Seven attend public meeting

Thursday, January 10, 2019, the Tennessee Department of Environment and Conservation, State Parks Division held a public meeting to discuss a proposal to acquire the Morrill Electric property within sight of the park entrance and apply for a grant from the EPA to clean up the contaminated site and redevelop it for the park’s use. Due to the fact that notice of this meeting was not released to the public until the day before the meeting, only five citizens participated along with one reporter from the Erwin Record and the park manager.

TDEC Grants Consultant Ryan Ray presented a proposal to apply for an EPA grant of $500,000 to clean up the site, projected to actually cost $618,000, the difference to be paid by TDEC. Although notice of this meeting alluded to the site being redeveloped into an equestrian trailhead, Ray confirmed that the grant is for cleaning up the site once TDEC acquires it and does not pertain to the precise purpose for which the site is then redeveloped.

Ray presented to the group of seven present some options for additional grants that would be pursued for funds to redevelop the site after cleanup and acknowledged that future use of the site was a separate issue and would be addressed at future public meetings and comment periods.

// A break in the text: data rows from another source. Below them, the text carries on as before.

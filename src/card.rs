use serde::{Deserialize, Serialize};

use crate::error::Error;
use crate::shuffle::shuffle_with_seed;
use crate::song::Song;

pub const ROWS: usize = 3;
pub const COLUMNS: usize = 4;
pub const SONGS_PER_CARD: usize = ROWS * COLUMNS;

/// A printable bingo card: exactly [`ROWS`] lines of [`COLUMNS`] songs each,
/// all twelve songs distinct, every line sorted by title.
///
/// `kind` is the batch the card belongs to ("normal", "special", ...); it is
/// carried through to the JSON output but plays no part in uniqueness.
#[derive(Debug, Clone, PartialEq, Eq, Serialize, Deserialize)]
pub struct Card {
    pub id: String,
    #[serde(rename = "type")]
    pub kind: String,
    pub lines: Vec<Vec<Song>>,
}

impl Card {
    /// Canonical key for whole-card equality: the twelve song ids, sorted.
    /// Two cards with the same songs share a fingerprint regardless of how
    /// the rows and columns are arranged.
    pub fn fingerprint(&self) -> String {
        let mut ids: Vec<u32> = self.song_ids().collect();
        ids.sort_unstable();
        join_ids(&ids)
    }

    /// Fingerprint of one line: its song ids, sorted. Column order within the
    /// printed line is irrelevant.
    pub fn line_fingerprints(&self) -> Vec<String> {
        self.lines
            .iter()
            .map(|line| {
                let mut ids: Vec<u32> = line.iter().map(|song| song.id).collect();
                ids.sort_unstable();
                join_ids(&ids)
            })
            .collect()
    }

    pub fn song_ids(&self) -> impl Iterator<Item = u32> + '_ {
        self.lines.iter().flatten().map(|song| song.id)
    }
}

fn join_ids(ids: &[u32]) -> String {
    let parts: Vec<String> = ids.iter().map(|id| id.to_string()).collect();
    parts.join("-")
}

/// Builds one card from a seeded shuffle of the catalogue.
///
/// The first [`SONGS_PER_CARD`] shuffled songs are split into consecutive
/// lines of [`COLUMNS`], and each line is stable-sorted by title for display.
/// Identical `(songs, seed)` always produce an identical card.
pub fn build_card(id: &str, kind: &str, songs: &[Song], seed: &str) -> Result<Card, Error> {
    if songs.len() < SONGS_PER_CARD {
        return Err(Error::NotEnoughSongs {
            needed: SONGS_PER_CARD,
            got: songs.len(),
        });
    }

    let shuffled = shuffle_with_seed(songs, seed);
    let lines = shuffled[..SONGS_PER_CARD]
        .chunks(COLUMNS)
        .map(|chunk| {
            let mut line = chunk.to_vec();
            line.sort_by(|a, b| a.title.cmp(&b.title));
            line
        })
        .collect();

    Ok(Card {
        id: id.to_string(),
        kind: kind.to_string(),
        lines,
    })
}
use std::fs;
use std::path::{Path, PathBuf};

use image::{Rgb, RgbImage};
use rusttype::{Font, Scale, point};

use crate::card::{COLUMNS, Card, ROWS};
use crate::error::Error;

/// Printed sheets carry three cards stacked on one portrait page; batch sizes
/// are conventionally a multiple of this.
pub const CARDS_PER_PAGE: usize = 3;

// A4 portrait at 150 dpi.
const PAGE_W: u32 = 1240;
const PAGE_H: u32 = 1754;
const MARGIN: u32 = 50;

const HEADER_PX: f32 = 52.0;
const CARD_NO_PX: f32 = 26.0;
const TITLE_PX: f32 = 24.0;
const ARTIST_PX: f32 = 19.0;

const EVENT_TITLE: &str = "QUINA QUINA!";

const FONT_CANDIDATES: &[&str] = &[
    "DejaVuSans",
    "LiberationSans",
    "Arial",
    "Helvetica",
    "NotoSans-Regular",
    "NotoSans",
    "Cantarell-Regular",
];

/// Locates a TrueType/OpenType font on the host. An explicit
/// `QUINA_FONT_PATH` wins; otherwise the platform font directories are
/// scanned and a common sans face is preferred over whatever parses first.
pub fn find_system_font_data() -> Option<Vec<u8>> {
    if let Ok(path) = std::env::var("QUINA_FONT_PATH")
        && let Ok(bytes) = fs::read(&path)
    {
        return Some(bytes);
    }

    let mut font_files: Vec<PathBuf> = Vec::new();
    for dir in font_search_dirs() {
        if !dir.exists() {
            continue;
        }
        for entry in walkdir::WalkDir::new(&dir)
            .follow_links(true)
            .into_iter()
            .filter_map(|e| e.ok())
        {
            let path = entry.path();
            let is_font = path.is_file()
                && path
                    .extension()
                    .and_then(|e| e.to_str())
                    .is_some_and(|ext| ext.eq_ignore_ascii_case("ttf") || ext.eq_ignore_ascii_case("otf"));
            if is_font {
                font_files.push(path.to_path_buf());
            }
        }
    }

    for &candidate in FONT_CANDIDATES {
        let hit = font_files.iter().find(|p| {
            p.file_stem()
                .and_then(|s| s.to_str())
                .is_some_and(|stem| stem.eq_ignore_ascii_case(candidate))
        });
        if let Some(path) = hit
            && let Ok(bytes) = fs::read(path)
        {
            return Some(bytes);
        }
    }

    // No known face: take the first file rusttype accepts.
    font_files.into_iter().find_map(|path| {
        let bytes = fs::read(&path).ok()?;
        Font::try_from_vec(bytes.clone()).map(|_| bytes)
    })
}

fn font_search_dirs() -> Vec<PathBuf> {
    let mut dirs: Vec<PathBuf> = Vec::new();
    if cfg!(target_os = "macos") {
        dirs.push(PathBuf::from("/System/Library/Fonts"));
        dirs.push(PathBuf::from("/Library/Fonts"));
        if let Some(home) = dirs_next::home_dir() {
            dirs.push(home.join("Library/Fonts"));
        }
    } else if cfg!(target_os = "windows") {
        if let Some(win) = std::env::var_os("WINDIR") {
            dirs.push(PathBuf::from(win).join("Fonts"));
        }
        dirs.push(PathBuf::from("C:/Windows/Fonts"));
    } else {
        dirs.push(PathBuf::from("/usr/share/fonts"));
        dirs.push(PathBuf::from("/usr/local/share/fonts"));
        if let Some(home) = dirs_next::home_dir() {
            dirs.push(home.join(".fonts"));
            dirs.push(home.join(".local/share/fonts"));
        }
    }
    dirs
}

struct TextPainter {
    font: Font<'static>,
}

impl TextPainter {
    fn new(font_data: Vec<u8>) -> Result<Self, Error> {
        let font = Font::try_from_vec(font_data).ok_or(Error::InvalidFont)?;
        Ok(Self { font })
    }

    fn width(&self, text: &str, px: f32) -> f32 {
        let scale = Scale::uniform(px);
        let glyphs: Vec<_> = self.font.layout(text, scale, point(0.0, 0.0)).collect();
        glyphs
            .last()
            .map(|g| g.position().x + g.unpositioned().h_metrics().advance_width)
            .unwrap_or(0.0)
    }

    /// Draws one line, shortening it with an ellipsis when it overflows
    /// `max_w`.
    fn draw_clipped(&self, img: &mut RgbImage, text: &str, x: u32, baseline_y: f32, max_w: f32, px: f32, color: Rgb<u8>) {
        let mut line = text.to_string();
        if self.width(&line, px) > max_w {
            while !line.is_empty() && self.width(&format!("{line}…"), px) > max_w {
                line.pop();
            }
            line.push('…');
        }
        self.draw(img, &line, x as f32, baseline_y, px, color);
    }

    fn draw_centered(&self, img: &mut RgbImage, text: &str, center_x: u32, baseline_y: f32, px: f32, color: Rgb<u8>) {
        let x = center_x as f32 - self.width(text, px) / 2.0;
        self.draw(img, text, x.max(0.0), baseline_y, px, color);
    }

    fn draw(&self, img: &mut RgbImage, text: &str, x: f32, baseline_y: f32, px: f32, color: Rgb<u8>) {
        let scale = Scale::uniform(px);
        for glyph in self.font.layout(text, scale, point(x, baseline_y)) {
            if let Some(bb) = glyph.pixel_bounding_box() {
                glyph.draw(|gx, gy, v| {
                    if v < 0.05 {
                        return;
                    }
                    let px_x = gx as i32 + bb.min.x;
                    let px_y = gy as i32 + bb.min.y;
                    if px_x >= 0 && px_y >= 0 && (px_x as u32) < img.width() && (px_y as u32) < img.height() {
                        let dst = img.get_pixel_mut(px_x as u32, px_y as u32);
                        for c in 0..3 {
                            dst[c] = ((dst[c] as f32) * (1.0 - v) + (color[c] as f32) * v) as u8;
                        }
                    }
                });
            }
        }
    }
}

/// Renders the cards to printable PNG pages (`page-01.png`, ...) under
/// `out_dir`, [`CARDS_PER_PAGE`] cards per page. Returns the written paths.
pub fn render_card_pages(cards: &[Card], out_dir: &Path) -> Result<Vec<PathBuf>, Error> {
    let font_data = find_system_font_data().ok_or(Error::FontNotFound)?;
    let painter = TextPainter::new(font_data)?;

    fs::create_dir_all(out_dir).map_err(|source| Error::Io {
        path: out_dir.to_path_buf(),
        source,
    })?;

    let mut pages = Vec::new();
    for (page_no, chunk) in cards.chunks(CARDS_PER_PAGE).enumerate() {
        let mut img = RgbImage::from_pixel(PAGE_W, PAGE_H, Rgb([255, 255, 255]));
        let slot_h = PAGE_H / CARDS_PER_PAGE as u32;
        for (slot, card) in chunk.iter().enumerate() {
            draw_card(&mut img, &painter, card, slot as u32 * slot_h, slot_h);
        }

        let path = out_dir.join(format!("page-{:02}.png", page_no + 1));
        img.save(&path).map_err(|source| Error::Image {
            path: path.clone(),
            source,
        })?;
        pages.push(path);
    }
    Ok(pages)
}

fn draw_card(img: &mut RgbImage, painter: &TextPainter, card: &Card, top: u32, slot_h: u32) {
    let ink = Rgb([20, 20, 20]);
    let grey = Rgb([77, 77, 77]);

    let left = MARGIN;
    let right = PAGE_W - MARGIN;
    let card_top = top + MARGIN / 2;
    let card_bottom = top + slot_h - MARGIN / 2;

    // Header: event title centered, card number right-aligned.
    let header_baseline = card_top as f32 + HEADER_PX;
    painter.draw_centered(img, EVENT_TITLE, PAGE_W / 2, header_baseline, HEADER_PX, ink);
    let card_no = format!("CARTRÓ #{}", card.id);
    let no_x = right as f32 - painter.width(&card_no, CARD_NO_PX);
    painter.draw(img, &card_no, no_x, card_top as f32 + CARD_NO_PX, CARD_NO_PX, grey);

    // Song grid.
    let grid_top = card_top + HEADER_PX as u32 + 20;
    let grid_h = card_bottom.saturating_sub(grid_top);
    let cell_w = (right - left) / COLUMNS as u32;
    let cell_h = grid_h / ROWS as u32;

    for r in 0..=ROWS as u32 {
        let y = grid_top + r * cell_h;
        for x in left..=right {
            img.put_pixel(x, y, ink);
        }
    }
    for c in 0..=COLUMNS as u32 {
        let x = left + c * cell_w;
        for y in grid_top..=(grid_top + ROWS as u32 * cell_h) {
            img.put_pixel(x, y, ink);
        }
    }

    for (row, line) in card.lines.iter().enumerate() {
        for (col, song) in line.iter().enumerate() {
            let x = left + col as u32 * cell_w + 12;
            let y = grid_top + row as u32 * cell_h;
            let max_w = (cell_w - 24) as f32;
            let title_baseline = y as f32 + cell_h as f32 / 2.0 - 8.0;
            let artist_baseline = title_baseline + ARTIST_PX + 8.0;
            painter.draw_clipped(img, &song.title.to_uppercase(), x, title_baseline, max_w, TITLE_PX, ink);
            painter.draw_clipped(img, &song.artist, x, artist_baseline, max_w, ARTIST_PX, grey);
        }
    }
}

#[cfg(test)]
mod tests {
    use super::*;
    use crate::generator::generate_cards;
    use crate::song::sample_songs;

    #[test]
    fn renders_pages_when_a_font_is_available() {
        if find_system_font_data().is_none() {
            // Headless host without fonts; nothing to verify here.
            return;
        }

        let songs = sample_songs(48);
        let batch = generate_cards("normal", 1, 6, &songs, "render").expect("generate");
        let dir = tempfile::tempdir().expect("temp dir");

        let pages = render_card_pages(&batch.cards, dir.path()).expect("render");
        assert_eq!(pages.len(), 2);
        assert!(pages.iter().all(|p| p.exists()));
    }

    #[test]
    fn empty_batch_renders_no_pages() {
        if find_system_font_data().is_none() {
            return;
        }
        let dir = tempfile::tempdir().expect("temp dir");
        let pages = render_card_pages(&[], dir.path()).expect("render");
        assert!(pages.is_empty());
    }
}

Although the small group seemed to all support the acquisition and clean up of the site, several questioned the future use as an equestrian trailhead and voiced opinions that the site would better serve the park as the visitor center location.

Ray reconfirmed that future use of the site is not dictated by the grant being applied for and that the various uses suggested other than as an equestrian trailhead could be considered by TDEC and discussed with the public at future meetings.

As for using the site as an equestrian trailhead, the park manager confirmed that TDEC has been working on a plan for a new horse trail into the park, which would start across the road from the site on property TDEC is working to acquire but does not yet own. One might wonder, if the park acquired land that would accommodate a new horse trail into the Flint Mountain area of the park, the same area as the proposed campground, perhaps auto access to the campground could be through that same property, thereby avoiding a great deal of environmental damage from construction of the currently proposed road to the campground area.

As for the reason for such short notice of this meeting, Ray said TDEC did not want to address the public on the topic until they were at least very close to a deal to acquire the property, and the grant sought has a deadline for application of January 31 so a very small window was available and the best he could do was a posting in the Erwin Record one day prior.

The acquisition and cleanup of this site seems to be a worthwhile project and very beneficial to the area and Unicoi County, which is currently stuck with an unusable contaminated site and could come away with a nicely redeveloped facility.

However, this will run into the millions of dollars and the future use of the site does create many questions that need to be addressed with further public input.

2 thoughts on “Seven attend public meeting

  1. Barbara C Reynolds

    Thanks so much for letting us know what happened. Clean up of the site seems important! Equestrian use of the park is problematic, given the impact of shod horses on steep, wet trails (and I have a horse myself). Horses have had a very negative impact on trails in the GSMNP.